When appliesToPhase is null, the rule applies to every phase.

Retrospective rules

Some form cues only make sense AFTER a phase completes, e.g. “average knee angle through the down phase was 130°, push deeper next time”. That’s a retrospective rule:

FormRule(
id: 'avg-depth',
trackingPoint: 'left_knee',
appliesToPhase: 'down',
retrospective: RetrospectiveConfig(
op: RetrospectiveOp.average,
mode: EvaluationMode.duringPhase,
threshold: 120,
),
feedback: FormFeedback(text: 'Average depth: 130°, go deeper'),
);

Retrospective rules don’t fire per frame; they fire ONCE at the phase boundary with the aggregated statistic (average, peak, min, max, …). The form service evaluates them in evaluatePhaseEnd(phaseId) which MovementTracker calls automatically.

Camera-bucket scoping

For view-dependent measurements (spine lean, knee valgus, shoulder abduction), a rule’s range bands can vary per camera bucket. The Movement.angleBands map carries per-bucket bands:

angleBands:
front_hip: [{phase: down, channel: spine_lean, min: -8, max: 8}]
90left_hip: [{phase: down, channel: spine_lean, min: -5, max: 15}]
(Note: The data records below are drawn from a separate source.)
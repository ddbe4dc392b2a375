pub mod scripted_backend;
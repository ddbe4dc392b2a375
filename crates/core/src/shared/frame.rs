use ndarray::{ArrayView1, ArrayView3, Axis};

/// A captured camera frame: contiguous bytes in row-major order.
///
/// Colour frames are RGB (3 channels); the grayscale frame handed to
/// detectors is derived with [`Frame::to_grayscale`]. `index` is the
/// capture sequence number and survives the conversion.
#[derive(Clone, Debug, PartialEq)]
pub struct Frame {
    data: Vec<u8>,
    width: u32,
    height: u32,
    channels: u8,
    index: usize,
}

impl Frame {
    pub fn new(data: Vec<u8>, width: u32, height: u32, channels: u8, index: usize) -> Self {
        debug_assert_eq!(
            data.len(),
            (width as usize) * (height as usize) * (channels as usize),
            "data length must equal width * height * channels"
        );
        Self {
            data,
            width,
            height,
            channels,
            index,
        }
    }

    /// An all-black RGB frame.
    pub fn blank(width: u32, height: u32, index: usize) -> Self {
        let len = (width as usize) * (height as usize) * 3;
        Self::new(vec![0u8; len], width, height, 3, index)
    }

    pub fn data(&self) -> &[u8] {
        &self.data
    }

    pub fn width(&self) -> u32 {
        self.width
    }

    pub fn height(&self) -> u32 {
        self.height
    }

    pub fn channels(&self) -> u8 {
        self.channels
    }

    pub fn index(&self) -> usize {
        self.index
    }

    pub fn as_ndarray(&self) -> ArrayView3<'_, u8> {
        ArrayView3::from_shape(self.shape(), &self.data)
            .expect("Frame data length must match dimensions")
    }

    /// Single-channel luma frame (BT.601 weights) with the same index.
    pub fn to_grayscale(&self) -> Frame {
        if self.channels == 1 {
            return self.clone();
        }
        let gray: Vec<u8> = self
            .as_ndarray()
            .lanes(Axis(2))
            .into_iter()
            .map(luma)
            .collect();
        Frame::new(gray, self.width, self.height, 1, self.index)
    }

    fn shape(&self) -> (usize, usize, usize) {
        (
            self.height as usize,
            self.width as usize,
            self.channels as usize,
        )
    }
}

fn luma(pixel: ArrayView1<'_, u8>) -> u8 {
    if pixel.len() < 3 {
        return pixel[0];
    }
    let weighted =
        299 * pixel[0] as u32 + 587 * pixel[1] as u32 + 114 * pixel[2] as u32 + 500;
    (weighted / 1000).min(255) as u8
}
The runtime detects the current bucket via CameraAngleDetector (see camera buckets) and picks whichever band matches. Front-on bands are stricter on lateral lean; side-on bands tolerate more forward lean because the geometry is different.

Compliance levels

Every evaluated rule produces a ComplianceLevel:

  • compliant, in range.
  • closeToLimit, within 10% of the boundary on either side. Drives soft amber cues like “watch your knees”.
  • violation, out of range. Drives the firm error cues.

Compliance feeds the score aggregator: weighted average across all active rules, with compliant = 100, closeToLimit = 60, violation = 0. The aggregator is what result.formScore reports.

Feedback throttling

The form service throttles rapid-fire events. A rule won’t re-fire within 800 ms of its last event for the same trigger, so a wobbly knee in the down phase doesn’t generate 20 cues per second.